Review By W.A. Demers
DENVER, PENN. – Morphy Auctions conducted a fine art, Asian and antiques auction on August 29-30 that included tennis historian Jeanne Cherry’s entire collection. Along the way, collectors of firefighting memorabilia were fired up by a collection of those items, propelling a rare six-sided fireman’s wrist lantern with 42 red glass jewels to a final price of $35,840.
Morphy’s had a huge audience for the firefighting items in this sale. There were several people in the audience and on the internet that battled it out for the rare lantern that had been estimated just $8/12,000. With leveled red and blue panels cut to clear, the lantern featured one panel with a wheel cut image of a firefighter, the second a trumpet and a third panel a fireman’s helmet. One red panel read “Empire Hose Co. 1, Flushing, NY.” A blue panel reads “Presented by Mrs T W White,” and a clear panel reads “In Memory of M. Frank White.” The illustrated panels are cut with exquisite detail. The lantern, from the Ray Bentley collection, was once part of a pair. Its mate sold for $18,000.

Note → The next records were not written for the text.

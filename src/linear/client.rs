//! GraphQL client for the Linear API.

use super::{
    Comment, CommentCreateInput, Issue, IssueCreateInput, IssueSearch, IssueUpdateInput,
    LinearApi, Team, Viewer, WorkflowState,
};
use crate::error::{LinearError, Result};
use async_trait::async_trait;
use reqwest::StatusCode;
use serde::de::DeserializeOwned;
use serde::{Deserialize, Serialize};
use serde_json::{json, Value};

const ISSUE_FRAGMENT: &str = r#"
fragment IssueFields on Issue {
  id identifier title description priority url createdAt updatedAt
  state { id name }
  assignee { id name }
  team { id key }
}"#;

const VIEWER_QUERY: &str = "query Viewer { viewer { id name displayName email } }";

const VIEWER_TEAMS_QUERY: &str = "query ViewerTeams { viewer { teams { nodes { id name key } } } }";

const ASSIGNED_ISSUES_QUERY: &str =
    "query AssignedIssues { viewer { assignedIssues { nodes { ...IssueFields } } } }";

const ISSUE_QUERY: &str = "query Issue($id: String!) { issue(id: $id) { ...IssueFields } }";

const TEAM_STATES_QUERY: &str =
    "query TeamStates($id: String!) { team(id: $id) { states { nodes { id name type } } } }";

const ISSUE_CREATE_MUTATION: &str = "mutation IssueCreate($input: IssueCreateInput!) { \
     issueCreate(input: $input) { success issue { ...IssueFields } } }";

const ISSUE_UPDATE_MUTATION: &str = "mutation IssueUpdate($id: String!, $input: IssueUpdateInput!) { \
     issueUpdate(id: $id, input: $input) { success issue { ...IssueFields } } }";

const COMMENT_CREATE_MUTATION: &str = "mutation CommentCreate($input: CommentCreateInput!) { \
     commentCreate(input: $input) { success comment { id body url createdAt user { id name } } } }";

const SEARCH_ISSUES_QUERY: &str =
    "query SearchIssues($filter: IssueFilter, $first: Int, $includeArchived: Boolean) { \
     issues(filter: $filter, first: $first, includeArchived: $includeArchived, orderBy: updatedAt) { \
     nodes { ...IssueFields } } }";

/// Prefix of the GraphQL error Linear returns for unknown ids.
const ENTITY_NOT_FOUND: &str = "Entity not found";

/// Linear GraphQL client.
pub struct LinearClient {
    client: reqwest::Client,
    api_key: String,
    api_url: String,
}

#[derive(Debug, Serialize)]
struct GraphQlRequest<'a> {
    query: &'a str,
    variables: Value,
}

#[derive(Debug, Deserialize)]
struct GraphQlResponse<T> {
    data: Option<T>,
    #[serde(default)]
    errors: Vec<GraphQlError>,
}

#[derive(Debug, Deserialize)]
struct GraphQlError {
    message: String,
}

#[derive(Debug, Deserialize)]
struct Connection<T> {
    nodes: Vec<T>,
}

#[derive(Debug, Deserialize)]
struct ViewerData {
    viewer: Viewer,
}

#[derive(Debug, Deserialize)]
struct ViewerTeamsData {
    viewer: ViewerTeams,
}

#[derive(Debug, Deserialize)]
struct ViewerTeams {
    teams: Connection<Team>,
}

#[derive(Debug, Deserialize)]
struct AssignedIssuesData {
    viewer: ViewerAssigned,
}

#[derive(Debug, Deserialize)]
#[serde(rename_all = "camelCase")]
struct ViewerAssigned {
    assigned_issues: Connection<Issue>,
}

#[derive(Debug, Deserialize)]
struct IssueData {
    issue: Option<Issue>,
}

#[derive(Debug, Deserialize)]
struct TeamStatesData {
    team: Option<TeamStates>,
}

#[derive(Debug, Deserialize)]
struct TeamStates {
    states: Connection<WorkflowState>,
}

#[derive(Debug, Deserialize)]
#[serde(rename_all = "camelCase")]
struct IssueCreateData {
    issue_create: IssuePayload,
}

#[derive(Debug, Deserialize)]
#[serde(rename_all = "camelCase")]
struct IssueUpdateData {
    issue_update: IssuePayload,
}

#[derive(Debug, Deserialize)]
struct IssuePayload {
    success: bool,
    issue: Option<Issue>,
}

#[derive(Debug, Deserialize)]
#[serde(rename_all = "camelCase")]
struct CommentCreateData {
    comment_create: CommentPayload,
}

#[derive(Debug, Deserialize)]
struct CommentPayload {
    success: bool,
    comment: Option<Comment>,
}

#[derive(Debug, Deserialize)]
struct SearchData {
    issues: Connection<Issue>,
}

impl LinearClient {
    /// Create a client for the given GraphQL endpoint.
    pub fn with_base_url(api_key: String, api_url: String) -> Self {
        Self {
            client: reqwest::Client::new(),
            api_key,
            api_url,
        }
    }

    /// Run a GraphQL operation and decode its `data`.
    async fn execute<T: DeserializeOwned>(&self, query: &str, variables: Value) -> Result<T> {
        let document = if query.contains("...IssueFields") {
            format!("{}\n{}", query, ISSUE_FRAGMENT)
        } else {
            query.to_string()
        };

        let response = self
            .client
            .post(&self.api_url)
            .header("Authorization", &self.api_key)
            .json(&GraphQlRequest {
                query: &document,
                variables,
            })
            .send()
            .await?;

        let status = response.status();
        match status {
            StatusCode::UNAUTHORIZED | StatusCode::FORBIDDEN => {
                return Err(LinearError::Auth(format!("HTTP {}", status)));
            }
            StatusCode::TOO_MANY_REQUESTS => return Err(LinearError::RateLimited),
            _ => {}
        }

        let text = response.text().await?;
        let body: GraphQlResponse<T> = match serde_json::from_str(&text) {
            Ok(body) => body,
            Err(_) if !status.is_success() => {
                return Err(LinearError::Api(format!("HTTP {}", status)));
            }
            Err(e) => return Err(e.into()),
        };

        if let Some(error) = body.errors.first() {
            return Err(LinearError::Api(error.message.clone()));
        }

        body.data
            .ok_or_else(|| LinearError::Api("Response contained no data".to_string()))
    }
}

fn unwrap_payload<T>(success: bool, entity: Option<T>, what: &str) -> Result<T> {
    match (success, entity) {
        (true, Some(entity)) => Ok(entity),
        _ => Err(LinearError::Api(format!("{} was not successful", what))),
    }
}

#[async_trait]
impl LinearApi for LinearClient {
    async fn viewer(&self) -> Result<Viewer> {
        let data: ViewerData = self.execute(VIEWER_QUERY, json!({})).await?;
        Ok(data.viewer)
    }

    async fn viewer_teams(&self) -> Result<Vec<Team>> {
        let data: ViewerTeamsData = self.execute(VIEWER_TEAMS_QUERY, json!({})).await?;
        Ok(data.viewer.teams.nodes)
    }

    async fn assigned_issues(&self) -> Result<Vec<Issue>> {
        let data: AssignedIssuesData = self.execute(ASSIGNED_ISSUES_QUERY, json!({})).await?;
        Ok(data.viewer.assigned_issues.nodes)
    }

    async fn issue(&self, id: &str) -> Result<Option<Issue>> {
        // Linear reports unknown ids as "Entity not found: Issue" rather than a null issue.
        match self
            .execute::<IssueData>(ISSUE_QUERY, json!({ "id": id }))
            .await
        {
            Ok(data) => Ok(data.issue),
            Err(LinearError::Api(message)) if message.starts_with(ENTITY_NOT_FOUND) => {
                tracing::debug!("Issue {} not found: {}", id, message);
                Ok(None)
            }
            Err(e) => Err(e),
        }
    }

    async fn team_states(&self, team_id: &str) -> Result<Vec<WorkflowState>> {
        let data: TeamStatesData = self
            .execute(TEAM_STATES_QUERY, json!({ "id": team_id }))
            .await?;
        Ok(data.team.map(|t| t.states.nodes).unwrap_or_default())
    }

    async fn create_issue(&self, input: IssueCreateInput) -> Result<Issue> {
        let data: IssueCreateData = self
            .execute(ISSUE_CREATE_MUTATION, json!({ "input": input }))
            .await?;
        unwrap_payload(data.issue_create.success, data.issue_create.issue, "issueCreate")
    }

    async fn update_issue(&self, id: &str, input: IssueUpdateInput) -> Result<Issue> {
        let data: IssueUpdateData = self
            .execute(ISSUE_UPDATE_MUTATION, json!({ "id": id, "input": input }))
            .await?;
        unwrap_payload(data.issue_update.success, data.issue_update.issue, "issueUpdate")
    }

    async fn create_comment(&self, input: CommentCreateInput) -> Result<Comment> {
        let data: CommentCreateData = self
            .execute(COMMENT_CREATE_MUTATION, json!({ "input": input }))
            .await?;
        unwrap_payload(
            data.comment_create.success,
            data.comment_create.comment,
            "commentCreate",
        )
    }

    async fn search_issues(&self, search: IssueSearch) -> Result<Vec<Issue>> {
        tracing::debug!(
            "Searching issues (first={}, archived={})",
            search.first,
            search.include_archived
        );
        let data: SearchData = self
            .execute(SEARCH_ISSUES_QUERY, search.variables())
            .await?;
        Ok(data.issues.nodes)
    }
}
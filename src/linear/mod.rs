//! Linear API access.

mod client;
mod filter;


pub use client::LinearClient;
pub use filter::{CaseSensitivity, IssueFilter, IssueSearch};

use crate::error::Result;
use async_trait::async_trait;
use chrono::{DateTime, Utc};
use serde::{Deserialize, Serialize};

/// The authenticated user.
#[derive(Debug, Clone, PartialEq, Deserialize)]
#[serde(rename_all = "camelCase")]
pub struct Viewer {
    pub id: String,
    pub name: String,
    #[serde(default)]
    pub display_name: Option<String>,
    #[serde(default)]
    pub email: Option<String>,
}

/// A team the viewer belongs to.
#[derive(Debug, Clone, PartialEq, Serialize, Deserialize)]
pub struct Team {
    pub id: String,
    pub name: String,
    pub key: String,
}

/// A workflow state ("Todo", "In Progress", ...) of a team.
#[derive(Debug, Clone, PartialEq, Deserialize)]
pub struct WorkflowState {
    pub id: String,
    pub name: String,
    #[serde(rename = "type", default)]
    pub kind: Option<String>,
}

#[derive(Debug, Clone, PartialEq, Deserialize)]
pub struct StateRef {
    pub id: String,
    pub name: String,
}

#[derive(Debug, Clone, PartialEq, Deserialize)]
pub struct UserRef {
    pub id: String,
    pub name: String,
}

#[derive(Debug, Clone, PartialEq, Deserialize)]
pub struct TeamRef {
    pub id: String,
    pub key: String,
}

/// An issue as returned by the API.
#[derive(Debug, Clone, PartialEq, Deserialize)]
#[serde(rename_all = "camelCase")]
pub struct Issue {
    pub id: String,
    pub identifier: String,
    pub title: String,
    #[serde(default)]
    pub description: Option<String>,
    /// 0 = none, 1 = urgent, 2 = high, 3 = medium, 4 = low.
    pub priority: f64,
    pub url: String,
    pub created_at: DateTime<Utc>,
    pub updated_at: DateTime<Utc>,
    #[serde(default)]
    pub state: Option<StateRef>,
    #[serde(default)]
    pub assignee: Option<UserRef>,
    #[serde(default)]
    pub team: Option<TeamRef>,
}

/// A comment on an issue.
#[derive(Debug, Clone, PartialEq, Deserialize)]
#[serde(rename_all = "camelCase")]
pub struct Comment {
    pub id: String,
    pub body: String,
    pub url: String,
    pub created_at: DateTime<Utc>,
    #[serde(default)]
    pub user: Option<UserRef>,
}

/// Fields for `issueCreate`.
#[derive(Debug, Clone, Default, PartialEq, Serialize)]
#[serde(rename_all = "camelCase")]
pub struct IssueCreateInput {
    pub team_id: String,
    pub title: String,
    #[serde(skip_serializing_if = "Option::is_none")]
    pub description: Option<String>,
    #[serde(skip_serializing_if = "Option::is_none")]
    pub assignee_id: Option<String>,
}

/// Fields for `issueUpdate`. Only `Some` fields are sent.
#[derive(Debug, Clone, Default, PartialEq, Serialize)]
#[serde(rename_all = "camelCase")]
pub struct IssueUpdateInput {
    #[serde(skip_serializing_if = "Option::is_none")]
    pub title: Option<String>,
    #[serde(skip_serializing_if = "Option::is_none")]
    pub description: Option<String>,
    #[serde(skip_serializing_if = "Option::is_none")]
    pub assignee_id: Option<String>,
    #[serde(skip_serializing_if = "Option::is_none")]
    pub state_id: Option<String>,
}

impl IssueUpdateInput {
    /// True when no field would be changed.
    pub fn is_empty(&self) -> bool {
        *self == Self::default()
    }
}

/// Fields for `commentCreate`.
#[derive(Debug, Clone, PartialEq, Serialize)]
#[serde(rename_all = "camelCase")]
pub struct CommentCreateInput {
    pub issue_id: String,
    pub body: String,
}

/// Operations the MCP layer needs from Linear.
#[cfg_attr(test, mockall::automock)]
#[async_trait]
pub trait LinearApi: Send + Sync {
    /// The user the credential belongs to.
    async fn viewer(&self) -> Result<Viewer>;

    /// Teams the viewer belongs to.
    async fn viewer_teams(&self) -> Result<Vec<Team>>;

    /// Issues assigned to the viewer.
    async fn assigned_issues(&self) -> Result<Vec<Issue>>;

    /// Look up an issue by id or identifier (e.g. "ENG-123").
    async fn issue(&self, id: &str) -> Result<Option<Issue>>;

    /// Workflow states of a team.
    async fn team_states(&self, team_id: &str) -> Result<Vec<WorkflowState>>;

    /// Create an issue.
    async fn create_issue(&self, input: IssueCreateInput) -> Result<Issue>;

    /// Update an issue.
    async fn update_issue(&self, id: &str, input: IssueUpdateInput) -> Result<Issue>;

    /// Add a comment to an issue.
    async fn create_comment(&self, input: CommentCreateInput) -> Result<Comment>;

    /// Filtered issue search.
    async fn search_issues(&self, search: IssueSearch) -> Result<Vec<Issue>>;
}
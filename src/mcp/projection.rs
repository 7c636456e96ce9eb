//! Flattened JSON shapes returned to MCP callers.

use crate::linear::{Comment, Issue, Team};
use chrono::{DateTime, Utc};
use serde::Serialize;

/// Row of `list_issues` output.
#[derive(Debug, Clone, PartialEq, Serialize)]
pub struct IssueListing {
    pub id: String,
    pub identifier: String,
    pub title: String,
    pub state: Option<String>,
    pub url: String,
}

impl From<&Issue> for IssueListing {
    fn from(issue: &Issue) -> Self {
        Self {
            id: issue.id.clone(),
            identifier: issue.identifier.clone(),
            title: issue.title.clone(),
            state: issue.state.as_ref().map(|s| s.name.clone()),
            url: issue.url.clone(),
        }
    }
}

/// Row of `list_teams` output.
#[derive(Debug, Clone, PartialEq, Serialize)]
pub struct TeamProjection {
    pub id: String,
    pub name: String,
    pub key: String,
}

impl From<&Team> for TeamProjection {
    fn from(team: &Team) -> Self {
        Self {
            id: team.id.clone(),
            name: team.name.clone(),
            key: team.key.clone(),
        }
    }
}

/// Full issue snapshot.
#[derive(Debug, Clone, PartialEq, Serialize)]
#[serde(rename_all = "camelCase")]
pub struct IssueProjection {
    pub id: String,
    pub identifier: String,
    pub title: String,
    pub description: Option<String>,
    pub priority: f64,
    pub state: Option<String>,
    pub assignee: Option<String>,
    pub url: String,
    pub created_at: DateTime<Utc>,
    pub updated_at: DateTime<Utc>,
}

impl From<&Issue> for IssueProjection {
    fn from(issue: &Issue) -> Self {
        Self {
            id: issue.id.clone(),
            identifier: issue.identifier.clone(),
            title: issue.title.clone(),
            description: issue.description.clone(),
            priority: issue.priority,
            state: issue.state.as_ref().map(|s| s.name.clone()),
            assignee: issue.assignee.as_ref().map(|a| a.name.clone()),
            url: issue.url.clone(),
            created_at: issue.created_at,
            updated_at: issue.updated_at,
        }
    }
}

#[derive(Debug, Clone, PartialEq, Serialize)]
#[serde(rename_all = "camelCase")]
pub struct CommentProjection {
    pub id: String,
    pub body: String,
    pub url: String,
    pub author: Option<String>,
    pub created_at: DateTime<Utc>,
}

impl From<&Comment> for CommentProjection {
    fn from(comment: &Comment) -> Self {
        Self {
            id: comment.id.clone(),
            body: comment.body.clone(),
            url: comment.url.clone(),
            author: comment.user.as_ref().map(|u| u.name.clone()),
            created_at: comment.created_at,
        }
    }
}

/// `search_issues` output.
#[derive(Debug, Clone, PartialEq, Serialize)]
pub struct SearchResults {
    pub total: usize,
    pub issues: Vec<IssueProjection>,
}

#[cfg(test)]
mod tests {
    use super::*;
    use crate::linear::fixtures;

    #[test]
    fn test_issue_projection_is_camel_case() {
        let issue = fixtures::issue("issue-1", "Fix login", 10);
        let value = serde_json::to_value(IssueProjection::from(&issue)).unwrap();

        assert_eq!(value["state"], "Todo");
        assert_eq!(value["assignee"], "Ada Lovelace");
        assert!(value.get("createdAt").is_some());
        assert!(value.get("updatedAt").is_some());
        assert!(value.get("created_at").is_none());
    }

    #[test]
    fn test_listing_without_state() {
        let mut issue = fixtures::issue("issue-1", "Fix login", 10);
        issue.state = None;
        let listing = IssueListing::from(&issue);
        assert_eq!(listing.state, None);
        assert_eq!(listing.identifier, "ENG-1");
    }
}
//! MCP tool definitions.

use serde::Serialize;
use serde_json::json;
use std::fmt;

/// Every tool the server exposes. Registry and dispatcher both match on this.
#[derive(Debug, Clone, Copy, PartialEq, Eq, Hash)]
pub enum ToolName {
    ListIssues,
    ListTeams,
    CreateIssue,
    UpdateIssue,
    AddComment,
    SearchIssues,
}

impl ToolName {
    pub const ALL: [ToolName; 6] = [
        ToolName::ListIssues,
        ToolName::ListTeams,
        ToolName::CreateIssue,
        ToolName::UpdateIssue,
        ToolName::AddComment,
        ToolName::SearchIssues,
    ];

    pub fn as_str(self) -> &'static str {
        match self {
            ToolName::ListIssues => "list_issues",
            ToolName::ListTeams => "list_teams",
            ToolName::CreateIssue => "create_issue",
            ToolName::UpdateIssue => "update_issue",
            ToolName::AddComment => "add_comment",
            ToolName::SearchIssues => "search_issues",
        }
    }

    pub fn parse(name: &str) -> Option<Self> {
        Self::ALL.into_iter().find(|tool| tool.as_str() == name)
    }

    /// Registry entry for this tool.
    pub fn definition(self) -> ToolDefinition {
        let (description, input_schema) = match self {
            ToolName::ListIssues => (
                "List all Linear issues assigned to me.",
                json!({
                    "type": "object",
                    "properties": {},
                    "required": []
                }),
            ),
            ToolName::ListTeams => (
                "List all Linear teams I have access to.",
                json!({
                    "type": "object",
                    "properties": {},
                    "required": []
                }),
            ),
            ToolName::CreateIssue => (
                "Create a new Linear issue in my first team.",
                json!({
                    "type": "object",
                    "properties": {
                        "title": { "type": "string", "description": "Issue title" },
                        "description": {
                            "type": "string",
                            "description": "Issue description (markdown)"
                        },
                        "assignee": {
                            "type": "string",
                            "description": "User id to assign, or 'me' to assign to self"
                        }
                    },
                    "required": ["title"]
                }),
            ),
            ToolName::UpdateIssue => (
                "Update an existing Linear issue. Only the provided fields are changed.",
                json!({
                    "type": "object",
                    "properties": {
                        "issueId": {
                            "type": "string",
                            "description": "Issue id or identifier (e.g. ENG-123)"
                        },
                        "title": { "type": "string", "description": "New title" },
                        "description": {
                            "type": "string",
                            "description": "New description (markdown)"
                        },
                        "assignee": {
                            "type": "string",
                            "description": "User id to assign, or 'me' to assign to self"
                        },
                        "status": {
                            "type": "string",
                            "description": "Workflow state name (e.g. 'In Progress')"
                        }
                    },
                    "required": ["issueId"]
                }),
            ),
            ToolName::AddComment => (
                "Add a comment to a Linear issue.",
                json!({
                    "type": "object",
                    "properties": {
                        "issueId": {
                            "type": "string",
                            "description": "Issue id or identifier (e.g. ENG-123)"
                        },
                        "body": { "type": "string", "description": "Comment text (markdown)" }
                    },
                    "required": ["issueId", "body"]
                }),
            ),
            ToolName::SearchIssues => (
                "Search Linear issues. All filters are optional and combined with AND; \
                 results are ordered by most recently updated.",
                json!({
                    "type": "object",
                    "properties": {
                        "query": {
                            "type": "string",
                            "description": "Text to find in the title or description"
                        },
                        "teamId": { "type": "string", "description": "Only issues of this team" },
                        "status": {
                            "type": "string",
                            "description": "Workflow state name (e.g. 'Todo')"
                        },
                        "assignee": {
                            "type": "string",
                            "description": "User id, or 'me' for my issues"
                        },
                        "priority": {
                            "type": "integer",
                            "description": "0 = none, 1 = urgent, 2 = high, 3 = medium, 4 = low",
                            "minimum": 0,
                            "maximum": 4
                        },
                        "includeArchived": {
                            "type": "boolean",
                            "description": "Include archived issues",
                            "default": false
                        },
                        "limit": {
                            "type": "integer",
                            "description": "Maximum number of results",
                            "default": 10,
                            "minimum": 1,
                            "maximum": 250
                        },
                        "caseSensitive": {
                            "type": "boolean",
                            "description": "Match query text case-sensitively",
                            "default": false
                        }
                    },
                    "required": []
                }),
            ),
        };

        ToolDefinition {
            name: self.as_str().to_string(),
            description: description.to_string(),
            input_schema,
        }
    }

    /// Names listed under `required` in the input schema.
    pub fn required_arguments(self) -> Vec<String> {
        self.definition()
            .input_schema
            .get("required")
            .and_then(|r| r.as_array())
            .map(|fields| {
                fields
                    .iter()
                    .filter_map(|f| f.as_str().map(str::to_string))
                    .collect()
            })
            .unwrap_or_default()
    }
}

impl fmt::Display for ToolName {
    fn fmt(&self, f: &mut fmt::Formatter<'_>) -> fmt::Result {
        f.write_str(self.as_str())
    }
}

#[derive(Debug, Clone, Serialize)]
pub struct ToolDefinition {
    pub name: String,
    pub description: String,
    #[serde(rename = "inputSchema")]
    pub input_schema: serde_json::Value,
}

impl ToolDefinition {
    /// Parameter names declared by the schema.
    pub fn parameters(&self) -> Vec<&str> {
        self.input_schema
            .get("properties")
            .and_then(|p| p.as_object())
            .map(|props| props.keys().map(String::as_str).collect())
            .unwrap_or_default()
    }
}

/// Get all available MCP tools.
pub fn get_tools() -> Vec<ToolDefinition> {
    ToolName::ALL.into_iter().map(ToolName::definition).collect()
}

#[cfg(test)]
mod tests {
    use super::*;
    use std::collections::HashSet;

    #[test]
    fn test_names_are_unique() {
        let names: HashSet<_> = get_tools().into_iter().map(|t| t.name).collect();
        assert_eq!(names.len(), ToolName::ALL.len());
    }

    #[test]
    fn test_parse_roundtrips_every_name() {
        for tool in ToolName::ALL {
            assert_eq!(ToolName::parse(tool.as_str()), Some(tool));
        }
        assert_eq!(ToolName::parse("create_note"), None);
    }

    #[test]
    fn test_required_fields() {
        assert_eq!(ToolName::CreateIssue.required_arguments(), vec!["title"]);
        assert_eq!(
            ToolName::AddComment.required_arguments(),
            vec!["issueId", "body"]
        );
        assert!(ToolName::SearchIssues.required_arguments().is_empty());
    }

    #[test]
    fn test_required_fields_are_declared_properties() {
        for tool in get_tools() {
            let params = tool.parameters();
            for field in ToolName::parse(&tool.name).unwrap().required_arguments() {
                assert!(params.contains(&field.as_str()), "{} lacks {}", tool.name, field);
            }
        }
    }

    #[test]
    fn test_serializes_input_schema_key() {
        let value = serde_json::to_value(ToolName::ListTeams.definition()).unwrap();
        assert_eq!(value["name"], "list_teams");
        assert!(value.get("inputSchema").is_some());
    }
}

Achieving $24,600 were two early American fireman parade hats from Pennsylvania dating to the mid-Nineteenth Century. The first sported black paint with red on the underside of its brim. It was decorated with “Pennsylvania Hose,” and the interior had a handwritten note affixed to the interior identifying the hat as belonging to the “Pennsylvania Hose Co. No. 21 Philadelphia, Pa. instituted 1831.” The second hat was painted red and decorated with the word “Diligent” in a banner above a cartouche with a star beneath the word “Hose.”
Samuel Anderson Robb (1851-1928) was an American sculptor, best known for his carved wooden figures for tobacco shops and circus wagons. The son of a Scottish shipwright, Robb’s tobacconist figures are highly prized and sought-after. Fetching $22,140 in this sale was a tobacconist countertop Indian Princess display figure from Robb’s shop in New York City dating to the mid-Nineteenth Century. The figure was carved with headband and earrings and rendered with long, straight black hair. It was further enhanced by a red cape, decorated tunic, leggings and moccasins and was accompanied by an original bill of sale from New York City.
Known for spurring the tennis collector community as both a scholar of the sport and leading member of the Tennis Collectors of America and the United Kingdom’s Tennis Collectors’ Society, Jeanne Cherry’s decades of collecting and antiquing accrued into a one-of-a-kind collection. Cherry’s full assortment of books, ephemera, photography, equipment, clothing, fine art, jewelry and furniture inspired by the sport were key lots in the three-day sale.
A 1913 Renshaw Cup won by Maurice McLoughlin, first American finalist was bid to $21,600. The trophy made by Elkington & Co. is a winged figure of Mercury holding a bowl. The outside rim has raised lettering, “The Renshaw Cup” and is engraved “All England Tennis Club, Wimbledon 1913, All Comers Championship Singles.” The reverse reads “Won by Maurice E. McLoughlin.”
Another piece of American tennis history crossed the block at $7,800. It was a Wright & Ditson “The Club” tilt-head tennis racket. Originating from Nineteenth Century Boston, the racket was stamped “Wright and Ditson Boston” on the throat and “The Club” at the top of the head.
Additional highlights in the diverse sale included a large wooden Gamewell fire alarm telegraph, one of the rarest of the wood-cased gongs, going out at $21,600; a unique Marine rescue presentation horn featuring applied mythological dolphins beneath the mouthpiece realizing $20,400; and a Guy Wiggins painting garnering $20,295.
Finishing at $15,000 was a coin silver New York City fireman’s trumpet, and bringing $14,400 was Frank D. Creamer’s 14K gold sheriff’s badge for Kings County, N.Y., presented by his friends on June 21, 1898, and studded with diamonds or semiprecious stones from New York.